United States District Court, M.D. North Carolina

March 20, 2017

CHRIS FORDHAM, Plaintiff,
v.
ALVIN KELLER, et. al, Defendants.

          MEMORANDUM OPINION AND ORDER

         This matter comes before the Court upon Defendants Gary Crutchfield, Meal Leakez, Chandra Ransom and Lisa Starr's motion for judgment on the pleadings, or in the alternative, for summary judgment. (Docket Entry 68.) Plaintiff Chris Fordham has not filed a response.[1] The matter is ripe for disposition. For the following reasons, the Court will grant Defendants' motion.

         I. BACKGROUND

         Plaintiff, a pro se prisoner, filed this action pursuant to 42 U.S.C. § 1983 against Defendants for their alleged failure to protect Plaintiff from an assault by other inmates and failure to grant his request for protective custody. (See generally Corrected Compl., Docket Entry 6.)[2] Plaintiff alleges that from December 18, 2009 until September 27, 2010, while housed at Scotland Correctional Institution ("Scotland"), he was subjected to hazardous and unsafe confinement conditions by Defendants and that they were "deliberate indifferently to [Plaintiffs] safety by their below and above violative act(s) or and inaction(s) of 'failing to protect [Plaintiff) from imminent known substantial risk of harm."' (Id. ¶¶ 3, 5.) Plaintiff further alleges that on or about July 19, 2010, Ransom and Chavis witnessed Plaintiff being attacked by gang members which Defendants ignored. (Id. ¶¶ 7-9.) The next day, Plaintiff alleges that prison staff "opened all the cell doors in the block at once, " subjecting him to a risk of serious harm. (Id. ¶ 11.) Plaintiff was attacked by another inmate (Inmate Cromartie"). (Id., ¶¶ 12-15.) Chavis and other officers allegedly failed to intervene during the assault. (Id. ¶ 17.) Plaintiff suffered injuries to most of his upper body; he also had staples placed in his head and was confined to a wheelchair. (Id. ¶ 19.) According to Plaintiff, the assaults continued from inmates until September 27, 2010, when Plaintiff left the facility. (Id. ¶ 21.) Plaintiff also alleges that he was subjected to hazardous conditions by Defendants because of Plaintiffs constant grievance submissions to the prison. (Id. ¶¶ 33- 35.) He further alleges that Starr, Barnes, and Leakez refused to properly investigate:Plaintiffs initial requests for protective custody which subjected him to an "imminent substantial [known] risk of harm." (Id. ¶ 29.) Plaintiff is suing Defendants in their individual and official capacities, and seeks punitive and compensatory damages against Defendants for his injuries in the amount of $250, 000.00 "per liable Defendant [and] per claim." (Id. ¶ VI.) Plaintiff also seeks other relief, including attorney's fees, the termination of all Defendants, and new protective custody policies at the prison. (Id.)

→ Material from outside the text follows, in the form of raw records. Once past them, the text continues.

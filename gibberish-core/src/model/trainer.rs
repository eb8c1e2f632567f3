use std::path::Path;
use std::thread;

use tracing::{debug, info};

use crate::error::{CorpusRole, GibberishError, Result};
use crate::io::{self, LineReader};
use super::gibberish_model::GibberishModel;
use super::scorer::average_transition_probability;
use super::training_input::TrainingInput;
use super::transition_matrix::{TransitionCounts, TransitionMatrix};

/// Trains a model from three text files with the default [`TrainingInput`]
/// and writes it to `output`.
///
/// See [`train_with`].
pub fn train<PC, PG, PB, PO>(corpus: PC, good: PG, bad: PB, output: PO) -> Result<GibberishModel>
where
	PC: AsRef<Path>,
	PG: AsRef<Path>,
	PB: AsRef<Path>,
	PO: AsRef<Path>,
{
	train_with(&TrainingInput::default(), corpus, good, bad, output)
}

/// Trains a model from three text files and writes it to `output`.
///
/// # Parameters
/// - `corpus`: large general text, one sentence (or any line) per line.
/// - `good`: lines that must be classified as natural text.
/// - `bad`: lines that must be classified as gibberish.
/// - `output`: destination of the model file.
///
/// # Behavior
/// - Opens all three inputs before doing any work.
/// - Counts corpus transitions, streaming or split across workers.
/// - Calibrates the threshold on the good/bad lines.
/// - Writes the model only if calibration succeeded.
///
/// # Errors
/// - [`GibberishError::MissingInput`] naming the first input that is missing or not a regular file.
/// - [`GibberishError::InvalidConfig`] if the prior cannot produce a valid matrix.
/// - [`GibberishError::EmptyExamples`] if the good or bad file has no lines.
/// - [`GibberishError::InseparableTraining`] if the classes overlap; nothing is written.
/// - [`GibberishError::Io`] on read or write failures.
pub fn train_with<PC, PG, PB, PO>(
	input: &TrainingInput,
	corpus: PC,
	good: PG,
	bad: PB,
	output: PO,
) -> Result<GibberishModel>
where
	PC: AsRef<Path>,
	PG: AsRef<Path>,
	PB: AsRef<Path>,
	PO: AsRef<Path>,
{
	let corpus = corpus.as_ref();
	let good = good.as_ref();
	let bad = bad.as_ref();
	let output = output.as_ref();

	let corpus_lines = open_input(corpus, CorpusRole::Corpus)?;
	let good_lines = open_input(good, CorpusRole::Good)?;
	let bad_lines = open_input(bad, CorpusRole::Bad)?;

	let counts = count_corpus(file_lines(corpus_lines, corpus), input.effective_workers())?;
	let model = fit(
		input,
		&counts,
		|matrix| score_all(file_lines(good_lines, good), matrix),
		|matrix| score_all(file_lines(bad_lines, bad), matrix),
	)?;

	model.save(output)?;
	info!(corpus = %corpus.display(), output = %output.display(), threshold = model.threshold(), "model trained");
	Ok(model)
}

/// Trains a model from in-memory lines, without touching the filesystem.
///
/// Same pipeline as [`train_with`], including the worker count of `input`.
///
/// # Errors
/// - [`GibberishError::InvalidConfig`] if the prior cannot produce a valid matrix.
/// - [`GibberishError::EmptyExamples`] if `good` or `bad` is empty.
/// - [`GibberishError::InseparableTraining`] if the classes overlap.
pub fn train_from_lines<C, G, B>(input: &TrainingInput, corpus: C, good: G, bad: B) -> Result<GibberishModel>
where
	C: IntoIterator,
	C::Item: AsRef<str>,
	G: IntoIterator,
	G::Item: AsRef<str>,
	B: IntoIterator,
	B::Item: AsRef<str>,
{
	let counts = count_corpus(corpus.into_iter().map(Ok), input.effective_workers())?;
	fit(
		input,
		&counts,
		|matrix| score_all(good.into_iter().map(Ok), matrix),
		|matrix| score_all(bad.into_iter().map(Ok), matrix),
	)
}

/// Counts transitions of `lines` using up to `workers` threads.
///
/// # Behavior
/// - Splits the lines into chunks (workers * factor), moving them out of `lines`.
/// - Spawns a thread per chunk building partial counts.
/// - Joins every thread and merges the partial counts.
///
/// # Errors
/// Returns [`GibberishError::WorkerPanicked`] if a counting thread panicked.
///
/// # Notes
/// - Integer counts make the result identical to a sequential pass.
pub fn count_lines_parallel(lines: Vec<String>, workers: usize) -> Result<TransitionCounts> {
	let mut final_counts = TransitionCounts::new();
	if lines.is_empty() {
		return Ok(final_counts);
	}

	let factor = 8;
	let chunks = workers.max(1) * factor;
	let chunk_size = lines.len().div_ceil(chunks);

	let mut handles = Vec::with_capacity(chunks);
	let mut remaining = lines.into_iter();
	loop {
		let chunk: Vec<String> = remaining.by_ref().take(chunk_size).collect();
		if chunk.is_empty() {
			break;
		}

		handles.push(thread::spawn(move || {
			let mut partial = TransitionCounts::new();
			for line in &chunk {
				partial.add_line(line);
			}
			partial
		}));
	}

	let spawned = handles.len();
	for handle in handles {
		let partial = handle.join().map_err(|_| GibberishError::WorkerPanicked)?;
		final_counts.merge(&partial);
	}
	debug!(chunks = spawned, chunk_size, "partial counts merged");

	Ok(final_counts)
}

/// Places the decision threshold between the two example classes.
///
/// Returns the midpoint between the lowest good score and the highest bad
/// score.
///
/// # Errors
/// - [`GibberishError::EmptyExamples`] if either slice is empty.
/// - [`GibberishError::InseparableTraining`] if `min(good) <= max(bad)`.
pub fn calibrate(good_scores: &[f64], bad_scores: &[f64]) -> Result<f64> {
	let min_good = good_scores
		.iter()
		.copied()
		.reduce(f64::min)
		.ok_or(GibberishError::EmptyExamples { role: CorpusRole::Good })?;
	let max_bad = bad_scores
		.iter()
		.copied()
		.reduce(f64::max)
		.ok_or(GibberishError::EmptyExamples { role: CorpusRole::Bad })?;

	if min_good <= max_bad {
		return Err(GibberishError::InseparableTraining { min_good, max_bad });
	}

	let threshold = (min_good + max_bad) / 2.0;
	info!(good = good_scores.len(), bad = bad_scores.len(), min_good, max_bad, threshold, "threshold calibrated");
	Ok(threshold)
}

/// Smooths `counts` into a matrix, scores both example sets against it and
/// calibrates the threshold.
fn fit<G, B>(input: &TrainingInput, counts: &TransitionCounts, score_good: G, score_bad: B) -> Result<GibberishModel>
where
	G: FnOnce(&TransitionMatrix) -> Result<Vec<f64>>,
	B: FnOnce(&TransitionMatrix) -> Result<Vec<f64>>,
{
	let matrix = counts.to_log_probabilities(input.prior()).map_err(|reason| {
		GibberishError::InvalidConfig(format!("prior {} does not yield a valid model: {reason}", input.prior()))
	})?;

	let good_scores = score_good(&matrix)?;
	let bad_scores = score_bad(&matrix)?;
	let threshold = calibrate(&good_scores, &bad_scores)?;
	Ok(GibberishModel::new(matrix, threshold))
}

/// Counts corpus transitions, streaming with one worker or splitting the
/// collected lines across several.
fn count_corpus<I, S>(lines: I, workers: usize) -> Result<TransitionCounts>
where
	I: Iterator<Item = Result<S>>,
	S: AsRef<str>,
{
	let counts = if workers > 1 {
		let lines = lines
			.map(|line| line.map(|line| line.as_ref().to_owned()))
			.collect::<Result<Vec<String>>>()?;
		count_lines_parallel(lines, workers)?
	} else {
		let mut counts = TransitionCounts::new();
		for line in lines {
			counts.add_line(line?.as_ref());
		}
		counts
	};

	info!(transitions = counts.total(), workers, "corpus counted");
	Ok(counts)
}

fn score_all<I, S>(lines: I, matrix: &TransitionMatrix) -> Result<Vec<f64>>
where
	I: Iterator<Item = Result<S>>,
	S: AsRef<str>,
{
	lines
		.map(|line| line.map(|line| average_transition_probability(line.as_ref(), matrix)))
		.collect()
}

fn open_input(path: &Path, role: CorpusRole) -> Result<LineReader> {
	io::read_lines(path).map_err(|source| GibberishError::MissingInput {
		role,
		path: path.to_path_buf(),
		source,
	})
}

fn file_lines<'a>(lines: LineReader, path: &'a Path) -> impl Iterator<Item = Result<String>> + 'a {
	lines.map(move |line| line.map_err(|source| GibberishError::Io { path: path.to_path_buf(), source }))
}

#[cfg(test)]
mod tests {
	use super::*;

	const CORPUS: [&str; 6] = [
		"the quick brown fox jumps over the lazy dog",
		"this is a normal sentence about ordinary things",
		"she sells sea shells by the sea shore",
		"there were many people waiting at the station",
		"he wanted to read another book before dinner",
		"we are going to the market this morning",
	];

	#[test]
	fn calibrate_picks_midpoint() {
		let threshold = calibrate(&[0.08, 0.06, 0.07], &[0.01, 0.02]).unwrap();
		assert!((threshold - 0.04).abs() < 1e-12);
	}

	#[test]
	fn calibrate_rejects_overlap_and_ties() {
		let err = calibrate(&[0.05, 0.02], &[0.03]).unwrap_err();
		assert!(matches!(err, GibberishError::InseparableTraining { min_good, max_bad } if min_good == 0.02 && max_bad == 0.03));

		assert!(matches!(
			calibrate(&[0.03], &[0.03]),
			Err(GibberishError::InseparableTraining { .. })
		));
	}

	#[test]
	fn calibrate_requires_both_classes() {
		assert!(matches!(
			calibrate(&[], &[0.1]),
			Err(GibberishError::EmptyExamples { role: CorpusRole::Good })
		));
		assert!(matches!(
			calibrate(&[0.1], &[]),
			Err(GibberishError::EmptyExamples { role: CorpusRole::Bad })
		));
	}

	#[test]
	fn in_memory_training_separates_examples() {
		let good = ["this is a normal sentence"];
		let bad = ["qweasd qwa as"];
		let model = train_from_lines(&TrainingInput::default(), CORPUS, good, bad).unwrap();

		for line in good {
			assert!(average_transition_probability(line, model.matrix()) > model.threshold());
		}
		for line in bad {
			assert!(average_transition_probability(line, model.matrix()) <= model.threshold());
		}
	}

	#[test]
	fn parallel_counts_match_sequential() {
		let lines: Vec<String> = CORPUS.iter().cycle().take(500).map(|s| s.to_string()).collect();

		let mut sequential = TransitionCounts::new();
		for line in &lines {
			sequential.add_line(line);
		}

		assert_eq!(count_lines_parallel(lines.clone(), 4).unwrap(), sequential);
		assert_eq!(count_lines_parallel(lines, 1).unwrap(), sequential);
		assert_eq!(count_lines_parallel(Vec::new(), 4).unwrap(), TransitionCounts::new());
	}

	#[test]
	fn in_memory_training_honors_workers() {
		let corpus: Vec<&str> = CORPUS.iter().copied().cycle().take(300).collect();
		let good = ["this is a normal sentence"];
		let bad = ["qweasd qwa as"];

		let mut parallel = TrainingInput::default();
		parallel.workers = 3;
		let streamed = train_from_lines(&TrainingInput::default(), &corpus, good, bad).unwrap();
		let split = train_from_lines(&parallel, &corpus, good, bad).unwrap();
		assert_eq!(streamed, split);
	}

	#[test]
	fn underflowing_prior_is_invalid_config() {
		let mut input = TrainingInput::default();
		input.set_prior(5e-324).unwrap();

		let err = train_from_lines(&input, CORPUS, ["this is a normal sentence"], ["qweasd qwa as"]).unwrap_err();
		assert!(matches!(err, GibberishError::InvalidConfig(_)));
	}
}
use std::fmt;
use std::io;
use std::path::PathBuf;

use thiserror::Error;

/// Which of the three training inputs a file plays.
#[derive(Debug, Clone, Copy, PartialEq, Eq)]
pub enum CorpusRole {
	/// Large general corpus used to count transitions.
	Corpus,
	/// Known natural-language example lines.
	Good,
	/// Known gibberish example lines.
	Bad,
}

impl fmt::Display for CorpusRole {
	fn fmt(&self, f: &mut fmt::Formatter<'_>) -> fmt::Result {
		let name = match self {
			CorpusRole::Corpus => "training corpus",
			CorpusRole::Good => "good examples",
			CorpusRole::Bad => "bad examples",
		};
		f.write_str(name)
	}
}

/// Errors raised while training, saving, loading or applying a model.
#[derive(Error, Debug)]
pub enum GibberishError {
	/// A training input does not exist, cannot be opened, or is not a regular file.
	#[error("missing {role} file {}: {source}", .path.display())]
	MissingInput {
		role: CorpusRole,
		path: PathBuf,
		#[source]
		source: io::Error,
	},

	/// A model file is missing, unreadable, or does not hold a valid model.
	#[error("corrupt model {}: {reason}", .path.display())]
	CorruptModel { path: PathBuf, reason: String },

	/// The lowest good score does not exceed the highest bad score.
	#[error(
		"insufficient discriminative power: lowest good score {min_good} <= highest bad score {max_bad}"
	)]
	InseparableTraining { min_good: f64, max_bad: f64 },

	/// The good or bad example set has no lines to calibrate on.
	#[error("{role} file contains no lines")]
	EmptyExamples { role: CorpusRole },

	/// A training parameter was rejected.
	#[error("invalid configuration: {0}")]
	InvalidConfig(String),

	/// A thread counting corpus transitions panicked.
	#[error("corpus counting worker panicked")]
	WorkerPanicked,

	/// Reading an input or writing the model failed after the file was opened.
	#[error("I/O error on {}: {source}", .path.display())]
	Io {
		path: PathBuf,
		#[source]
		source: io::Error,
	},
}

pub type Result<T> = std::result::Result<T, GibberishError>;
use crate::error::{GibberishError, Result};

/// Default number of pseudo-observations added to every transition.
pub const DEFAULT_PRIOR: f64 = 10.0;

/// Parameters controlling how a model is trained.
///
/// # Responsibilities
/// - Hold the smoothing prior applied to every transition count
/// - Hold the number of workers used to count corpus transitions
///
/// # Invariants
/// - `prior` is finite and strictly positive
#[derive(Debug, Clone, PartialEq)]
pub struct TrainingInput {
	/// Pseudo-count added to every cell before log-normalization.
	prior: f64,

	/// Number of counting threads. `1` streams the corpus line by line,
	/// `0` uses one thread per CPU.
	pub workers: usize,
}

impl Default for TrainingInput {
	fn default() -> Self {
		Self { prior: DEFAULT_PRIOR, workers: 1 }
	}
}

impl TrainingInput {
	/// Returns the smoothing prior.
	pub fn prior(&self) -> f64 {
		self.prior
	}

	/// Sets the smoothing prior.
	///
	/// # Errors
	/// Returns an error if `prior` is not finite or not strictly positive.
	pub fn set_prior(&mut self, prior: f64) -> Result<()> {
		if !prior.is_finite() || prior <= 0.0 {
			return Err(GibberishError::InvalidConfig(format!(
				"prior must be a positive finite number, got {prior}"
			)));
		}
		self.prior = prior;
		Ok(())
	}

	/// Number of threads that will actually be used for counting.
	pub fn effective_workers(&self) -> usize {
		match self.workers {
			0 => num_cpus::get().max(1),
			n => n,
		}
	}
}

#[cfg(test)]
mod tests {
	use super::*;

	#[test]
	fn defaults() {
		let input = TrainingInput::default();
		assert_eq!(input.prior(), DEFAULT_PRIOR);
		assert_eq!(input.effective_workers(), 1);
	}

	#[test]
	fn rejects_invalid_prior() {
		let mut input = TrainingInput::default();
		for bad in [0.0, -1.0, f64::NAN, f64::INFINITY] {
			assert!(matches!(input.set_prior(bad), Err(GibberishError::InvalidConfig(_))));
		}
		assert_eq!(input.prior(), DEFAULT_PRIOR);

		input.set_prior(0.5).unwrap();
		assert_eq!(input.prior(), 0.5);
	}

	#[test]
	fn zero_workers_means_all_cpus() {
		let input = TrainingInput { workers: 0, ..TrainingInput::default() };
		assert!(input.effective_workers() >= 1);
	}
}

         Defendants' summary judgment material include briefs and the affidavit of Ransom with attached exhibits. Defendants' summary judgment materials first show that during July 2010, Ransom was employed as the Unit Manager of the Maximum Control ("MCON") housing unit at Scotland. (Ransom Aff. ¶ 2, Docket Entry 69.) During the time of the alleged incidents (July 19, 2010 and July 20, 2010), Ransom was on vacation and not present at work. (Id. ¶¶ 6-9; Ransom Time Sheet, Docket Entry 69-1.) Thus, Ransom did not witness any alleged attack upon Plaintiff by other inmates. (Ransom Aff. ¶ 10.) Furthermore, Ransom asserts that Plaintiff never requested protective custody during that time. (Id. ¶ 9.)

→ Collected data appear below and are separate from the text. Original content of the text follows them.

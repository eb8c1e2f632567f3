use anyhow::{Context, Result};
use clap::Parser;
use gibberish_core::{train_with, Detector, TrainingInput, Verdict};

mod cli;
use cli::{Args, Command};

fn main() -> Result<()> {
	tracing_subscriber::fmt()
		.with_env_filter(std::env::var("GIBBERISH_LOG").unwrap_or_else(|_| "gibberish_core=info".into()))
		.with_writer(std::io::stderr)
		.init();

	let args = Args::parse();

	match args.command {
		Command::Train { corpus, good, bad, output, prior, workers } => {
			let mut input = TrainingInput::default();
			input.workers = workers;
			input.set_prior(prior)?;

			let model = train_with(&input, &corpus, &good, &bad, &output)
				.with_context(|| format!("training failed, no model written to {}", output.display()))?;
			println!("threshold: {}", model.threshold());
		}
		Command::Test { model, raw, text } => {
			let detector = Detector::load(&model)?;
			for line in &text {
				match detector.detect(line, raw) {
					Verdict::Score(score) => println!("{score}\t{line}"),
					Verdict::Gibberish(flag) => println!("{flag}\t{line}"),
				}
			}
		}
	}

	Ok(())
}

         Defendants' summary judgment material also includes the affidavit of Kristie Stanback. (Stanback Aff., Docket Entry 71.) In July 2010, Stanback was employed at Scotland as an Assistant Superintendent of Custody and Operations III at Scotland. (Id. ¶ 2.) According to Stanback, an incident report was prepared by Sergeant Mary Pettiford regarding events occurring on July 20, 2010. (Id. ¶ 5; see also Incident Report, Docket Entry 71 -1.) According to the report, on July 20, 2010, another officer, Raphael McNeil, inadvertently pressed the emergency release button for the MCON unit, and a series of three inmate assaults took place, one of which was Plaintiffs assault by Inmate Cromartie. (Incident Report at 2-3.) Officer McNeil was attempting to open a specific door for maintenance, but instead accidentally activated the emergency release button. (Id. at 1-2.) He immediately sought help. (Id. at 2.) Several officers responded, and Unit Manager Jeffrey Fields and Captain Brad Perritt observed Plaintiff and Inmate Cromartie fighting inside Plaintiffs cell. (Id. at 3-4.) With a shank, Inmate Cromartie struck Plaintiff several times and the two were ordered to cease fighting. (Id. at 3.) They refused, and additional action was taken by officers to separate the two inmates. (Id.) Plaintiff was placed in restraints, removed from the area, and eventually taken to medical services for treatment of his injuries. (Id. at 3-4.) Inmate Cromartie was subsequently disciplined for his actions and transferred to another prison. (Stanback Aff. ¶ 13; Incident Report at 9.) Inmate Cromartie and two other inmates asserted that it was Plaintiff who instigated the fight. (Inmate Statements, Docket Entry 71-2.) Plaintiff refused to provide a statement. (Id. at 4.)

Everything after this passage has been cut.